Que faire face à un salarié en souffrance ? Bien souvent, le premier réflexe de l'acteur de prévention en entreprise sera de s'engager dans une démarche d'accompagnement individuel1 . Démarche inefficace, voire périlleuse. Tout d'abord, parce que son objectif est en général d'aider le salarié à s'adapter à son travail et qu'elle peut dès lors faire obstacle à la transformation des situations à l'origine de la souffrance. Ensuite, cette démarche peut conduire les acteurs de prévention à cautionner des pratiques condamnables du point de vue du droit ou de l'éthique, au nom de l'intérêt du salarié, alors qu'elles risquent de se retourner contre lui. Ce n'est quand même pas pour rien que le Conseil national de l'ordre des médecins a émis de sérieuses restrictions à la participation de médecins du travail à des cellules d'écoute. Nul doute que si une institution similaire existait pour les comités d'hygiène, de sécurité et des conditions de travail (CHSCT), elle produirait les mêmes mises en garde.

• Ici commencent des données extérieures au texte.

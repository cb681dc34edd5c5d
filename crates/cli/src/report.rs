use assetscope_core::validate::{Finding, Mode, Report, Status};
use assetscope_core::vfs::VirtualFileSystem;
use nu_ansi_term::Color;
use std::io::{self, Write};
use tabled::{Table, Tabled};

#[derive(Tabled)]
struct MountRow {
    #[tabled(rename = "#")]
    index: usize,
    #[tabled(rename = "Mount")]
    mount: String,
    #[tabled(rename = "Kind")]
    kind: &'static str,
    #[tabled(rename = "Files")]
    files: usize,
    #[tabled(rename = "Root")]
    root: String,
}

pub struct Printer {
    pub color: bool,
    pub verbose: bool,
}

impl Printer {
    fn paint(&self, color: Color, text: &str) -> String {
        if self.color {
            color.bold().paint(text).to_string()
        } else {
            text.to_string()
        }
    }

    pub fn mounts(&self, out: &mut dyn Write, vfs: &VirtualFileSystem) -> io::Result<()> {
        let rows: Vec<MountRow> = vfs
            .backends()
            .iter()
            .enumerate()
            .map(|(index, mounted)| MountRow {
                index,
                mount: mounted.mount.clone(),
                kind: mounted.backend.kind(),
                files: mounted.backend.entry_count(),
                root: mounted.backend.root().display().to_string(),
            })
            .collect();

        if rows.is_empty() {
            writeln!(out, "No content mounted.")
        } else {
            writeln!(out, "{}", Table::new(rows))
        }
    }

    pub fn report(
        &self,
        out: &mut dyn Write,
        report: &Report,
        vfs: Option<&VirtualFileSystem>,
    ) -> io::Result<()> {
        match report.mode {
            Mode::List => self.listing(out, report),
            Mode::Check => self.check(out, report, vfs),
        }
    }

    fn listing(&self, out: &mut dyn Write, report: &Report) -> io::Result<()> {
        for finding in &report.findings {
            writeln!(
                out,
                "{:5} {:<7} {}",
                finding.reference.reference_count, finding.reference.kind, finding.reference.path
            )?;
        }
        Ok(())
    }

    fn check(
        &self,
        out: &mut dyn Write,
        report: &Report,
        vfs: Option<&VirtualFileSystem>,
    ) -> io::Result<()> {
        for unavailable in &report.unavailable {
            writeln!(
                out,
                "{} mount '{}' at {}: {}",
                self.paint(Color::Yellow, "UNAVAILABLE"),
                unavailable.mount,
                unavailable.root.display(),
                unavailable.reason
            )?;
        }

        for finding in &report.findings {
            match &finding.status {
                Status::Missing => self.missing(out, finding)?,
                Status::Found { backend } if self.verbose => {
                    let source = vfs
                        .and_then(|v| v.backends().get(*backend))
                        .map(|m| format!("'{}' ({})", m.mount, m.backend.root().display()))
                        .unwrap_or_else(|| format!("backend {backend}"));
                    writeln!(
                        out,
                        "{} {} {} in {}",
                        self.paint(Color::Green, "FOUND"),
                        finding.reference.kind,
                        finding.reference.path,
                        source
                    )?;
                }
                Status::Unchecked if self.verbose => {
                    writeln!(
                        out,
                        "{:5} {} {}",
                        finding.reference.reference_count,
                        finding.reference.kind,
                        finding.reference.path
                    )?;
                }
                _ => {}
            }
        }

        let missing = report.missing().count();
        let checked = report
            .findings
            .iter()
            .filter(|f| f.status != Status::Unchecked)
            .count();
        writeln!(
            out,
            "{} checked, {} found, {} missing",
            checked,
            report.found_count(),
            missing
        )
    }

    fn missing(&self, out: &mut dyn Write, finding: &Finding) -> io::Result<()> {
        writeln!(
            out,
            "{} {} {} ({}, {} reference{})",
            self.paint(Color::Red, "MISSING"),
            finding.reference.kind,
            finding.reference.path,
            finding.canonical.as_deref().unwrap_or("-"),
            finding.reference.reference_count,
            if finding.reference.reference_count == 1 { "" } else { "s" }
        )
    }
}
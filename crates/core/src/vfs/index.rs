use std::collections::HashSet;

/// Backslashes become forward slashes, leading `./` and `/` are dropped and
/// repeated slashes collapse. Case is left alone.
pub fn normalize(path: &str) -> String {
    let unified = path.replace('\\', "/");
    unified
        .split('/')
        .filter(|segment| !segment.is_empty() && *segment != ".")
        .collect::<Vec<_>>()
        .join("/")
}

pub fn fold_case(path: &str) -> String {
    path.to_lowercase()
}

/// Listing of one backend plus a case-folded lookup set.
///
/// The listing keeps every spelling a backend reports, even ones that only
/// differ by case.
#[derive(Debug, Default, Clone)]
pub struct PathIndex {
    entries: Vec<String>,
    folded: HashSet<String>,
}

impl PathIndex {
    pub fn insert(&mut self, path: &str) {
        let normalized = normalize(path);
        if normalized.is_empty() {
            return;
        }
        self.folded.insert(fold_case(&normalized));
        self.entries.push(normalized);
    }

    /// `query` must already be normalized.
    pub fn contains(&self, query: &str) -> bool {
        self.folded.contains(&fold_case(query))
    }

    pub fn len(&self) -> usize {
        self.entries.len()
    }

    pub fn is_empty(&self) -> bool {
        self.entries.is_empty()
    }

    pub fn iter(&self) -> impl Iterator<Item = &str> + '_ {
        self.entries.iter().map(String::as_str)
    }
}

impl<S: AsRef<str>> FromIterator<S> for PathIndex {
    fn from_iter<I: IntoIterator<Item = S>>(iter: I) -> Self {
        let mut index = PathIndex::default();
        for path in iter {
            index.insert(path.as_ref());
        }
        index
    }
}
//! Valve pack (VPK) directory files.
//!
//! Only the directory tree is read; file data lives in the numbered
//! `_NNN.vpk` siblings and is never touched.
//!
//! Header (all fields little endian):
//!
//! | Field          | Type   | Versions |
//! |----------------|--------|----------|
//! | Signature      | u32    | 1, 2     |
//! | Version        | u32    | 1, 2     |
//! | Tree size      | u32    | 1, 2     |
//! | Section sizes  | u32[4] | 2        |
//!
//! The tree follows the header. Every file in it is followed by an entry:
//! crc `u32`, preload size `u16`, archive index `u16`, offset `u32`, length
//! `u32`, terminator `u16`, then the preload bytes.

use super::index::PathIndex;
use byteorder::{LittleEndian, ReadBytesExt};
use std::fs::File;
use std::io::{self, BufRead, BufReader, Cursor, Read};
use std::path::{Path, PathBuf};
use thiserror::Error;

pub const VPK_SIGNATURE: u32 = 0x55AA_1234;

const ENTRY_TERMINATOR: u16 = 0xFFFF;

/// File data, archive md5, other md5 and signature sections.
const V2_SECTION_COUNT: usize = 4;

#[derive(Error, Debug)]
pub enum VpkError {
    #[error("I/O error: {0}")]
    Io(io::Error),
    #[error("bad signature {0:#010x}")]
    BadSignature(u32),
    #[error("unsupported version {0}")]
    UnsupportedVersion(u32),
    #[error("directory tree is truncated")]
    Truncated,
    #[error("entry for {0} is not terminated")]
    BadEntry(String),
}

impl From<io::Error> for VpkError {
    fn from(e: io::Error) -> Self {
        match e.kind() {
            io::ErrorKind::UnexpectedEof => VpkError::Truncated,
            _ => VpkError::Io(e),
        }
    }
}

#[derive(Debug, Clone)]
pub struct VpkArchive {
    path: PathBuf,
    index: PathIndex,
}

impl VpkArchive {
    pub fn open(path: &Path) -> Result<Self, VpkError> {
        let mut reader = BufReader::new(File::open(path)?);

        let signature = reader.read_u32::<LittleEndian>()?;
        if signature != VPK_SIGNATURE {
            return Err(VpkError::BadSignature(signature));
        }
        let version = reader.read_u32::<LittleEndian>()?;
        let tree_size = reader.read_u32::<LittleEndian>()? as usize;
        match version {
            1 => {}
            2 => {
                for _ in 0..V2_SECTION_COUNT {
                    reader.read_u32::<LittleEndian>()?;
                }
            }
            other => return Err(VpkError::UnsupportedVersion(other)),
        }

        let mut tree = vec![0u8; tree_size];
        reader.read_exact(&mut tree)?;

        Ok(Self {
            path: path.to_path_buf(),
            index: parse_tree(&tree)?,
        })
    }

    pub fn path(&self) -> &Path {
        &self.path
    }

    pub fn exists(&self, path: &str) -> bool {
        self.index.contains(path)
    }

    pub fn entries(&self) -> &PathIndex {
        &self.index
    }
}

/// Tree layout: extension, then directory, then file name, each level a run
/// of NUL-terminated strings closed by an empty one. A lone space stands for
/// "no extension" / "no directory".
fn parse_tree(tree: &[u8]) -> Result<PathIndex, VpkError> {
    let mut reader = Cursor::new(tree);
    let mut index = PathIndex::default();

    loop {
        let extension = read_string(&mut reader)?;
        if extension.is_empty() {
            break;
        }
        loop {
            let directory = read_string(&mut reader)?;
            if directory.is_empty() {
                break;
            }
            loop {
                let name = read_string(&mut reader)?;
                if name.is_empty() {
                    break;
                }

                let mut full = String::new();
                if directory != " " {
                    full.push_str(&directory);
                    full.push('/');
                }
                full.push_str(&name);
                if extension != " " {
                    full.push('.');
                    full.push_str(&extension);
                }

                let _crc = reader.read_u32::<LittleEndian>()?;
                let preload = reader.read_u16::<LittleEndian>()?;
                let _archive_index = reader.read_u16::<LittleEndian>()?;
                let _offset = reader.read_u32::<LittleEndian>()?;
                let _length = reader.read_u32::<LittleEndian>()?;
                if reader.read_u16::<LittleEndian>()? != ENTRY_TERMINATOR {
                    return Err(VpkError::BadEntry(full));
                }
                skip(&mut reader, u64::from(preload))?;

                index.insert(&full);
            }
        }
    }
    Ok(index)
}

fn read_string(reader: &mut Cursor<&[u8]>) -> Result<String, VpkError> {
    let mut buf = Vec::new();
    reader.read_until(0, &mut buf)?;
    if buf.pop() != Some(0) {
        return Err(VpkError::Truncated);
    }
    Ok(String::from_utf8_lossy(&buf).into_owned())
}

fn skip(reader: &mut Cursor<&[u8]>, len: u64) -> Result<(), VpkError> {
    let end = reader.position().saturating_add(len);
    if end > reader.get_ref().len() as u64 {
        return Err(VpkError::Truncated);
    }
    reader.set_position(end);
    Ok(())
}

/// Builds a version 1 directory file from `(path, preload)` pairs.
#[cfg(test)]
pub(crate) fn build_vpk(files: &[(&str, &str)]) -> Vec<u8> {
    use byteorder::WriteBytesExt;
    use std::collections::BTreeMap;

    let mut tree: BTreeMap<String, BTreeMap<String, Vec<(String, Vec<u8>)>>> = BTreeMap::new();
    for &(path, preload) in files {
        let (dir, file) = path.rsplit_once('/').unwrap_or((" ", path));
        let (name, ext) = file.rsplit_once('.').unwrap_or((file, " "));
        tree.entry(ext.to_string())
            .or_default()
            .entry(dir.to_string())
            .or_default()
            .push((name.to_string(), preload.as_bytes().to_vec()));
    }

    let mut body = Vec::new();
    for (ext, dirs) in &tree {
        body.extend_from_slice(ext.as_bytes());
        body.push(0);
        for (dir, names) in dirs {
            body.extend_from_slice(dir.as_bytes());
            body.push(0);
            for (name, preload) in names {
                body.extend_from_slice(name.as_bytes());
                body.push(0);
                body.write_u32::<LittleEndian>(0).unwrap(); // crc
                body.write_u16::<LittleEndian>(preload.len() as u16).unwrap();
                body.write_u16::<LittleEndian>(0x7FFF).unwrap(); // data in this file
                body.write_u32::<LittleEndian>(0).unwrap();
                body.write_u32::<LittleEndian>(0).unwrap();
                body.write_u16::<LittleEndian>(ENTRY_TERMINATOR).unwrap();
                body.extend_from_slice(preload);
            }
            body.push(0);
        }
        body.push(0);
    }
    body.push(0);

    let mut out = Vec::new();
    out.write_u32::<LittleEndian>(VPK_SIGNATURE).unwrap();
    out.write_u32::<LittleEndian>(1).unwrap();
    out.write_u32::<LittleEndian>(body.len() as u32).unwrap();
    out.extend_from_slice(&body);
    out
}

#[cfg(test)]
mod tests {
    use super::*;

    #[test]
    fn test_open_lists_tree() {
        let temp = tempfile::tempdir().unwrap();
        let path = temp.path().join("pak01_dir.vpk");
        std::fs::write(
            &path,
            build_vpk(&[
                ("materials/brick/wall01.vmt", "\"LightmappedGeneric\" {}"),
                ("models/props/crate.mdl", ""),
                ("readme", ""),
            ]),
        )
        .unwrap();

        let archive = VpkArchive::open(&path).unwrap();
        assert_eq!(archive.entries().len(), 3);
        assert!(archive.exists("materials/brick/wall01.vmt"));
        assert!(archive.exists("MATERIALS/Brick/Wall01.VMT"));
        assert!(archive.exists("readme"));
        assert!(!archive.exists("materials/brick/wall02.vmt"));
    }

    #[test]
    fn test_version_two_header() {
        let v1 = build_vpk(&[("scripts/game.txt", "")]);
        let mut v2 = Vec::new();
        v2.extend_from_slice(&v1[..4]);
        v2.extend_from_slice(&2u32.to_le_bytes());
        v2.extend_from_slice(&v1[8..12]);
        v2.extend_from_slice(&[0u8; 16]);
        v2.extend_from_slice(&v1[12..]);

        let temp = tempfile::tempdir().unwrap();
        let path = temp.path().join("v2_dir.vpk");
        std::fs::write(&path, v2).unwrap();

        let archive = VpkArchive::open(&path).unwrap();
        assert!(archive.exists("scripts/game.txt"));
    }

    #[test]
    fn test_rejects_bad_input() {
        let temp = tempfile::tempdir().unwrap();

        let bad_sig = temp.path().join("bad.vpk");
        std::fs::write(&bad_sig, [0u8; 12]).unwrap();
        assert!(matches!(
            VpkArchive::open(&bad_sig),
            Err(VpkError::BadSignature(0))
        ));

        let mut truncated = build_vpk(&[("a/b.vmt", "")]);
        truncated.truncate(truncated.len() - 4);
        let truncated_path = temp.path().join("truncated.vpk");
        std::fs::write(&truncated_path, truncated).unwrap();
        assert!(matches!(
            VpkArchive::open(&truncated_path),
            Err(VpkError::Truncated)
        ));
    }

    #[test]
    fn test_rejects_unterminated_entry() {
        let mut data = build_vpk(&[("a/b.vmt", "")]);
        // Terminator sits just before the three closing NULs
        let at = data.len() - 5;
        data[at] = 0;
        data[at + 1] = 0;

        let temp = tempfile::tempdir().unwrap();
        let path = temp.path().join("unterminated_dir.vpk");
        std::fs::write(&path, data).unwrap();
        assert!(matches!(
            VpkArchive::open(&path),
            Err(VpkError::BadEntry(name)) if name == "a/b.vmt"
        ));
    }
}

L'autre piège à éviter est celui de la démonstration scientifique. Face à la souffrance, les directions ont tendance à nier tout lien avec les conditions de travail et préfèrent mettre en avant les fragilités individuelles. Les acteurs de prévention sont alors tentés de transposer à l'entreprise les méthodes utilisées par la recherche scientifique, afin d'obtenir des preuves irréfutables. Nombre de CHSCT se lancent ainsi dans des enquêtes par questionnaire, visant à prouver l'existence d'un risque. Et après ? A France Télécom, alors qu'un questionnaire rempli par plus de 85 000 salariés a démontré que le travail était bien en cause dans le mal-être des agents, les suicides continuent. Une chose est d'avoir la preuve que certaines formes d'organisation du travail sont pathogènes, une autre est de convaincre qu'il faut les transformer et de savoir comment.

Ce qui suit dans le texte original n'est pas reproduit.